Je garde un autre agréable souvenir de Mouron ; une année où étant officier de réserve au 26 ème dragon à Dijon, je faisais de grandes manœuvres et que le régiment passait par la Charité, le Baron Philippe de Bourgoing était venu nous attendre sur la route et avait demandé au colonel la permission d’emmener le Commandant Abonneau et moi-même déjeuner avec lui, ce qui fut accordé. Quel n’a pas été mon étonnement en arrivant au château, d’y trouver le Maréchal Canrobert qui tous les ans faisait une saison à Pougues et ne manquait pas de rendre visite au Baron qu’il avait connu aux Tuileries quand il était écuyer de l’empereur Napoléon III. Pierre était le bon camarade du Prince impérial qu’il a profondément pleuré. Je me suis souvent demandé quel aurait été le sort de la France s’il ne s’était pas fait tuer bravement.

En 187o, Bourgoing avait été nommé député de la Nièvre, et invalidé grâce à une canaillerie inventée par Isaïe Levaillant, un sale Juif qui était préfet à Nevers à cette époque. Si on se rappelle que la République à une voix de majorité, on peut en conclure que Isaïe a été fêté par ses semblables. On sait qu’en 187o, chaque département Français avait formé un régiment de Mobiles. La Nièvre avait en plus un régiment à cheval, dont Bourgoing était le colonel. Il avait sous ses ordres Jules d’Anchald, Michel de Rasilly, René de Savigny, et autres. Le Marquis de Veguy commandait l’autre régiment : il sortait de St Cyr et avait démissionné au bout de peu de temps de service ; beaucoup d’officiers qui étaient sous ses ordres étaient pour la plupart des châtelains du pays ayant servi plus ou moins longtemps, comme mes oncles Paul et Ludovic Tiersonnier, R de Pracomtal, G de La Brosse, Amédée de Noury, Frédéric et Henri d’Assigny. Ce régiments de moblots s’est bravement battu et a souffert atrocement du froid terrible qu’on a eu à supporter cet hiver-là. J’ai oui dire que le sous-lieutenant Samuel de Thé avait une paire de sabots reliés par une ficelle, qu’il mettait à cheval sur son cou et qu’il était bien content le soir, en arrivant au cantonnement pour remplacer ses souliers mouillés.

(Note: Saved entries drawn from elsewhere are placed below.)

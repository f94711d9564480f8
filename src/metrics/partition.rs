//! Client-side join of the flat collections into per-advisor slices.
//!
//! The record store can't join, so every cycle re-partitions the committed
//! collections. Clients follow their owning advisor; reports and
//! registrations follow their advisor reference, falling back to the owner of
//! the referenced client; messages follow their advisor reference only.
//! Records that resolve to no known advisor are dropped.

use std::collections::{BTreeMap, HashMap};

use crate::types::{Advisor, Client, Message, Registration, Report};

/// One advisor and the records attributed to it, in input order.
#[derive(Debug, Clone)]
pub struct AdvisorSlice<'a> {
    pub advisor: &'a Advisor,
    pub clients: Vec<&'a Client>,
    pub reports: Vec<&'a Report>,
    pub messages: Vec<&'a Message>,
    pub registrations: Vec<&'a Registration>,
}

impl<'a> AdvisorSlice<'a> {
    pub fn new(advisor: &'a Advisor) -> Self {
        Self {
            advisor,
            clients: Vec::new(),
            reports: Vec::new(),
            messages: Vec::new(),
            registrations: Vec::new(),
        }
    }
}

/// Borrowed view over one committed set of collections.
#[derive(Debug, Clone, Copy)]
pub struct Collections<'a> {
    pub advisors: &'a [Advisor],
    pub clients: &'a [Client],
    pub reports: &'a [Report],
    pub messages: &'a [Message],
    pub registrations: &'a [Registration],
}

pub fn partition_by_advisor<'a>(data: Collections<'a>) -> BTreeMap<&'a str, AdvisorSlice<'a>> {
    let mut slices: BTreeMap<&'a str, AdvisorSlice<'a>> = BTreeMap::new();
    for advisor in data.advisors {
        slices
            .entry(advisor.id.as_str())
            .or_insert_with(|| AdvisorSlice::new(advisor));
    }

    let mut owner_of: HashMap<&str, &str> = HashMap::with_capacity(data.clients.len());
    let mut orphans = 0usize;
    for client in data.clients {
        match client.advisor_id.as_deref() {
            Some(advisor_id) => match slices.get_mut(advisor_id) {
                Some(slice) => {
                    slice.clients.push(client);
                    owner_of.insert(client.id.as_str(), advisor_id);
                }
                None => orphans += 1,
            },
            None => orphans += 1,
        }
    }
    if orphans > 0 {
        log::debug!("Partition: {} clients without a known advisor", orphans);
    }

    for report in data.reports {
        let target = report
            .advisor_id
            .as_deref()
            .filter(|id| slices.contains_key(id))
            .or_else(|| owner_of.get(report.client_id.as_str()).copied());
        if let Some(slice) = target.and_then(|id| slices.get_mut(id)) {
            slice.reports.push(report);
        }
    }

    for registration in data.registrations {
        let target = registration
            .advisor_id
            .as_deref()
            .filter(|id| slices.contains_key(id))
            .or_else(|| {
                registration
                    .client_id
                    .as_deref()
                    .and_then(|client_id| owner_of.get(client_id).copied())
            });
        if let Some(slice) = target.and_then(|id| slices.get_mut(id)) {
            slice.registrations.push(registration);
        }
    }

    for message in data.messages {
        if let Some(slice) = slices.get_mut(message.advisor_id.as_str()) {
            slice.messages.push(message);
        }
    }

    slices
}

Le département de l’Allier a eu plus de chance que le nôtre, car son régiment de mobiles ayant à sa tête Monsieur de Chavigny a passé le temps de la guerre en Algérie et mon beau-frère Clayeux, qui était S .Lt , m’a souvent dit que dans sa garnison de Tlemcen, il avait été heureux comme un roi avec des chefs charmants, un cheval de selle arabe, un bon chien d’arrêt, du gibier devant lui et de l’argent dans sa poche.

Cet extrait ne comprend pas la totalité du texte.